HR-7627-119
Referred to the House Committee on Agriculture.
Sponsored by Joe Neguse (D-CO)
What it does
The Tribal Conservation Priorities Inclusion Act would require that tribal nations' conservation priorities be considered or incorporated into federal conservation planning and decision-making processes. Because only the bill's title is available — no full text has been provided — the precise mechanism (e.g., consultation requirements, veto authority, reporting mandates, or funding conditions) cannot be determined from the available information.
Who benefits
Federally recognized tribal nations and their members, who would gain a formal voice in federal conservation decisions affecting tribal lands, treaty rights, or ancestral territories. Indigenous communities with subsistence, cultural, or spiritual ties to lands managed by federal agencies. Environmental and conservation organizations that support Indigenous-led land stewardship. Federal agencies that may receive clearer guidance on tribal consultation obligations.
Who is hurt
Ranchers, farmers, timber companies, and energy developers operating on or near federal lands who may face additional regulatory hurdles or delays if tribal consultation requirements expand. State governments that currently hold primary authority over certain conservation decisions and may see that authority reduced. Federal agencies that would bear administrative costs of expanded consultation processes. Taxpayers who would fund any new consultation or planning infrastructure.
Supporters argue
Supporters argue that tribal nations hold treaty-protected rights to lands and resources that federal conservation plans have historically ignored or undermined, and that including tribal priorities corrects a long-standing structural gap.

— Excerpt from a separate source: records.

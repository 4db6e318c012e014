use std::{
    net::TcpListener,
    ops::Deref,
    path::Path,
    sync::{Arc, LazyLock},
};

use actix_web::{
    http::header::AUTHORIZATION, web, App, HttpRequest, HttpResponse, HttpServer,
};
use bursar_client_core::{
    configuration::ClientSettings, Client, MemoryStorage, RouteGuard, SessionStorage,
    SessionStore,
};
use bursar_shared::{
    req_args::LoginReqArgs,
    routes::RoutePolicy,
    telemetry::{self, get_subscriber, init_subscriber},
    uac::{AuthError, Identity},
};
use uuid::Uuid;

pub const PASSWORD: &str = "secret";
pub const DETAIL_BAD_CREDENTIALS: &str = "Incorrect username or password";
pub const DETAIL_BAD_TOKEN: &str = "Could not validate credentials";
pub const DETAIL_LOCKED: &str = "Account locked";

// Ensure that the `tracing` stack is only initialised once
pub static TRACING: LazyLock<String> = LazyLock::new(|| {
    let default_filter_level = "info".to_string();
    let subscriber_name = "test".to_string();
    if std::env::var("TEST_LOG").is_ok() {
        let log_file_name = format!("client_core_tests{}", Uuid::new_v4());
        let (file, path) =
            telemetry::create_trace_file_in(Path::new(telemetry::TRACE_FOLDER), &log_file_name)
                .unwrap();
        let subscriber = get_subscriber(subscriber_name, default_filter_level, file);
        init_subscriber(subscriber).unwrap();
        format!("Traces for tests being written to: {path:?}")
    } else {
        let subscriber = get_subscriber(subscriber_name, default_filter_level, std::io::sink);
        init_subscriber(subscriber).unwrap();
        "Traces set to std::io::sink".to_string()
    }
});

/// A user known to the mock authentication service. `groups` is sent as is so
/// `None` goes out as `null`
#[derive(Debug, Clone)]
pub struct MockUser {
    pub id: u64,
    pub username: &'static str,
    pub groups: Option<Vec<u64>>,
    pub locked: bool,
}

impl MockUser {
    pub fn token(&self) -> String {
        format!("token-{}", self.username)
    }

    fn to_json(&self) -> serde_json::Value {
        serde_json::json!({
            "id": self.id,
            "username": self.username,
            "groups": self.groups,
        })
    }
}

pub fn mock_users() -> Vec<MockUser> {
    vec![
        MockUser {
            id: 1,
            username: "admin",
            groups: Some(vec![1]),
            locked: false,
        },
        MockUser {
            id: 2,
            username: "backend",
            groups: Some(vec![2]),
            locked: false,
        },
        MockUser {
            id: 3,
            username: "accountant",
            groups: Some(vec![3]),
            locked: false,
        },
        MockUser {
            id: 4,
            username: "legacy",
            groups: None,
            locked: false,
        },
        MockUser {
            id: 5,
            username: "locked",
            groups: Some(vec![1]),
            locked: true,
        },
    ]
}

#[derive(serde::Deserialize)]
struct LoginBody {
    username: String,
    password: String,
}

async fn login(users: web::Data<Vec<MockUser>>, body: web::Json<LoginBody>) -> HttpResponse {
    let Some(user) = users
        .iter()
        .find(|u| u.username == body.username && body.password == PASSWORD)
    else {
        return HttpResponse::Unauthorized().json(serde_json::json!({
            "detail": DETAIL_BAD_CREDENTIALS
        }));
    };
    if user.locked {
        return HttpResponse::Forbidden().json(serde_json::json!({ "detail": DETAIL_LOCKED }));
    }
    HttpResponse::Ok().json(serde_json::json!({
        "access_token": user.token(),
        "token_type": "bearer",
        "user": user.to_json(),
    }))
}

async fn current_user(users: web::Data<Vec<MockUser>>, req: HttpRequest) -> HttpResponse {
    let token = req
        .headers()
        .get(AUTHORIZATION)
        .and_then(|value| value.to_str().ok())
        .and_then(|value| value.strip_prefix("Bearer "));
    match token.and_then(|token| users.iter().find(|u| u.token() == token)) {
        Some(user) => HttpResponse::Ok().json(user.to_json()),
        None => {
            HttpResponse::Unauthorized().json(serde_json::json!({ "detail": DETAIL_BAD_TOKEN }))
        }
    }
}

pub struct TestApp<S = MemoryStorage> {
    pub address: String,
    pub store: SessionStore<S>,
    pub client: Client,
    pub policy: Arc<RoutePolicy>,
}

impl<S> std::fmt::Debug for TestApp<S> {
    fn fmt(&self, f: &mut std::fmt::Formatter<'_>) -> std::fmt::Result {
        f.debug_struct("TestApp")
            .field("address", &self.address)
            .finish()
    }
}

impl<S: SessionStorage> TestApp<S> {
    pub async fn login_as(&mut self, username: &str) -> Result<Identity, AuthError> {
        self.login_with(username, PASSWORD).await
    }

    pub async fn login_with(&mut self, username: &str, password: &str) -> Result<Identity, AuthError> {
        let args = LoginReqArgs::new(username, password.to_string().into());
        self.store.login(&self.client, &args).await
    }

    pub async fn fetch_profile(&mut self) -> Result<Identity, AuthError> {
        self.store.fetch_profile(&self.client).await
    }

    pub fn guard(&self) -> RouteGuard {
        RouteGuard::new(Arc::clone(&self.policy), self.store.handle())
    }
}

pub async fn spawn_app() -> TestApp {
    spawn_app_with_storage(MemoryStorage::new()).await
}

/// Starts a mock authentication service on a random port and restores a
/// session from `storage`
pub async fn spawn_app_with_storage<S: SessionStorage>(storage: S) -> TestApp<S> {
    start_tracing();
    let address = start_mock_server();
    let store = SessionStore::restore(storage);
    let client = build_client(&address, &store);
    TestApp {
        address,
        store,
        client,
        policy: Arc::new(RoutePolicy::default()),
    }
}

pub fn build_client<S: SessionStorage>(address: &str, store: &SessionStore<S>) -> Client {
    let settings = ClientSettings {
        server_address: address.to_string(),
        request_timeout_secs: 5,
    };
    Client::new(&settings, store.handle()).expect("failed to build client")
}

/// Address that nothing is listening on
pub fn unused_address() -> String {
    let listener = TcpListener::bind("127.0.0.1:0").expect("failed to bind random port");
    let port = listener.local_addr().unwrap().port();
    drop(listener);
    port_to_test_address(port)
}

pub fn port_to_test_address(port: u16) -> String {
    format!("http://127.0.0.1:{port}")
}

fn start_mock_server() -> String {
    let listener = TcpListener::bind("127.0.0.1:0").expect("failed to bind random port");
    let port = listener.local_addr().unwrap().port();
    let users = web::Data::new(mock_users());
    let server = HttpServer::new(move || {
        App::new()
            .app_data(users.clone())
            .route("/login", web::post().to(login))
            .route("/login/me", web::get().to(current_user))
    })
    .workers(1)
    .listen(listener)
    .expect("failed to listen on random port")
    .run();
    tokio::spawn(server);
    port_to_test_address(port)
}

fn start_tracing() {
    // Accessing TRACING also forces the LazyLock to initialize
    let logging_msg = TRACING.deref();
    println!("{logging_msg}");
}

/// Empty function for use when a call back isn't needed
pub fn no_cb() {}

They contend that Indigenous land stewardship practices have demonstrably maintained biodiversity for centuries, and that integrating tribal knowledge into federal planning produces better conservation outcomes for all Americans.
Opponents argue
Opponents argue that adding mandatory tribal consultation layers to federal conservation planning could slow or block time-sensitive land management decisions, creating regulatory uncertainty for industries and communities that depend on predictable federal processes. They contend that existing consultation frameworks — including those under the National Historic Preservation Act and Executive Order 13175 — already address tribal input, making new statutory requirements potentially duplicative and administratively burdensome.